WORK INSTRUCTION >> The answer consists of one number: how many lines of the data below include the string "inline".

DATASET >>
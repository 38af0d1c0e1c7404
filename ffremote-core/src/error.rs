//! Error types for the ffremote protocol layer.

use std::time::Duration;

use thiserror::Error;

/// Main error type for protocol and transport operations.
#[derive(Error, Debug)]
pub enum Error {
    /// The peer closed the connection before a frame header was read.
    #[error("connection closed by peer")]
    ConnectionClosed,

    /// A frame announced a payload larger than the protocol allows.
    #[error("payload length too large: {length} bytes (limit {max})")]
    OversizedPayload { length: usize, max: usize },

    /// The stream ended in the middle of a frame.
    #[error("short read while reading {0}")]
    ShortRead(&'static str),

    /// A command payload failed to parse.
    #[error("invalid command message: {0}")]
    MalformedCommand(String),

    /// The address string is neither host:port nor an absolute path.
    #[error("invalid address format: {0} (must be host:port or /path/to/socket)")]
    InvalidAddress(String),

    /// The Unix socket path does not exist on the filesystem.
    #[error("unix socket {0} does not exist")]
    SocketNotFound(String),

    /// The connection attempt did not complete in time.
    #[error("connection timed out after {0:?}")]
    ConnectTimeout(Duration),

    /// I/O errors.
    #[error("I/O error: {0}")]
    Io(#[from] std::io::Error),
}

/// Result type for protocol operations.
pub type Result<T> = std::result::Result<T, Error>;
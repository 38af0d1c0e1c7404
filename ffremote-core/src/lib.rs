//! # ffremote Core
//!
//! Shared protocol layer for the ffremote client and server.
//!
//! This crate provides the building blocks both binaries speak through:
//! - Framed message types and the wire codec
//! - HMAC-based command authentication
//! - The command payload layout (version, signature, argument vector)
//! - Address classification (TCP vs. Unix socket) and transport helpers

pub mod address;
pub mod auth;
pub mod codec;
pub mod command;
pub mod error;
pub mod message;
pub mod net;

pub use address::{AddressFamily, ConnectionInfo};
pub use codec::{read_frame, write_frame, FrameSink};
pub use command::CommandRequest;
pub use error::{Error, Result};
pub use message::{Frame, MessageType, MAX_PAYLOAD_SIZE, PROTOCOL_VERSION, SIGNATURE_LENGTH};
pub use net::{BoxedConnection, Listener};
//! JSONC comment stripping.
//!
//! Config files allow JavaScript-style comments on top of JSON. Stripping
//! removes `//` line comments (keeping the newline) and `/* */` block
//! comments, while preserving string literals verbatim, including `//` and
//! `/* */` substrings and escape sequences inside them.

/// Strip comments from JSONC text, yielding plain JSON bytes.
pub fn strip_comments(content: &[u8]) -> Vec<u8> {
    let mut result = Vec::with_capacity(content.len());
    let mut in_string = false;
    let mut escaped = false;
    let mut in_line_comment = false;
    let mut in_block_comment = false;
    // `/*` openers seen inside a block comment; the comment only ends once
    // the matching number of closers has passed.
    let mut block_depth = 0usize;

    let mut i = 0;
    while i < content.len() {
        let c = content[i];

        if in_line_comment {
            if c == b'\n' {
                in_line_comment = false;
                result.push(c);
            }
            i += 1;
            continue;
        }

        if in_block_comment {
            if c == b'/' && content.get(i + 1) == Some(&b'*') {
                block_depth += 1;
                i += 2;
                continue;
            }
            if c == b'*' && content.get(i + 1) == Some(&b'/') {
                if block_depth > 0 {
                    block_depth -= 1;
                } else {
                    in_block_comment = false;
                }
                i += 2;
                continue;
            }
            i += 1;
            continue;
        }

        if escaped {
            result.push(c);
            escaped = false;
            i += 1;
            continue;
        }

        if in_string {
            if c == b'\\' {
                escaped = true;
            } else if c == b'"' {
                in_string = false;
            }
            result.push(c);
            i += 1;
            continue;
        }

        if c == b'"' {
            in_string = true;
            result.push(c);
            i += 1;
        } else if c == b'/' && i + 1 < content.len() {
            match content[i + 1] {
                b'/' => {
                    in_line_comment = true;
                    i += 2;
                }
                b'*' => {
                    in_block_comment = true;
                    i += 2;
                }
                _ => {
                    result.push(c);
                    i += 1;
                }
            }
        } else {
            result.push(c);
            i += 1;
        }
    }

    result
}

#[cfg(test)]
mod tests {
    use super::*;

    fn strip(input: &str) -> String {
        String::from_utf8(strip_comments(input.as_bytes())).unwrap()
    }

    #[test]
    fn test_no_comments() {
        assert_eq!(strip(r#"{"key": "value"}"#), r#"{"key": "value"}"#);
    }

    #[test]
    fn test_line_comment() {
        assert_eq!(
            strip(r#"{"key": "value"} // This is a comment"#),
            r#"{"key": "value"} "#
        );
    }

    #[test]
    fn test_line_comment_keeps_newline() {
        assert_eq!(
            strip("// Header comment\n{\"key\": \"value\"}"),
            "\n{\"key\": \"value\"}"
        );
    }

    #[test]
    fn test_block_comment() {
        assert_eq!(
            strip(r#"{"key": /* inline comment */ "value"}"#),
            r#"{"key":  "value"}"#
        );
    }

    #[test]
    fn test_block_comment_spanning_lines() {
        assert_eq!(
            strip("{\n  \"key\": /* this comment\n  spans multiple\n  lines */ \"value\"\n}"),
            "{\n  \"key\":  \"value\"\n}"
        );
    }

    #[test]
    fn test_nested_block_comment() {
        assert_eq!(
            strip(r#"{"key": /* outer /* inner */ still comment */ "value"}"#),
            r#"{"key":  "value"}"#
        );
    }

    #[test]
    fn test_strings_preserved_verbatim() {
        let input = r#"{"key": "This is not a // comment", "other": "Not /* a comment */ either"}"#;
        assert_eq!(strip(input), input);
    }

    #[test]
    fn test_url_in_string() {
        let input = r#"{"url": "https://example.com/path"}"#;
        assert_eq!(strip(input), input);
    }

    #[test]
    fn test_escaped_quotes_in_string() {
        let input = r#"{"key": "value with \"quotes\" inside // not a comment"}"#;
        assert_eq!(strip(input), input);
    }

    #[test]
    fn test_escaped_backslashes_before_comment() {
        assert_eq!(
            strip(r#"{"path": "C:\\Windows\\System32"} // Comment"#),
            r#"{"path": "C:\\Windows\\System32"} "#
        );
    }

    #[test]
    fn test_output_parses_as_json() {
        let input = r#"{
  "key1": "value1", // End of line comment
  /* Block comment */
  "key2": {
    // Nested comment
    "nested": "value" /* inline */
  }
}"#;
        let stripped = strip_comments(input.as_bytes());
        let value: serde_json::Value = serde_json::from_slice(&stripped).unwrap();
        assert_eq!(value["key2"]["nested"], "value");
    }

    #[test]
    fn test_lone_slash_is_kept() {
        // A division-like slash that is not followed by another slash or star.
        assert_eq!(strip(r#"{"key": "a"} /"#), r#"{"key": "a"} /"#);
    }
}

EXERCISE RESULT >> 2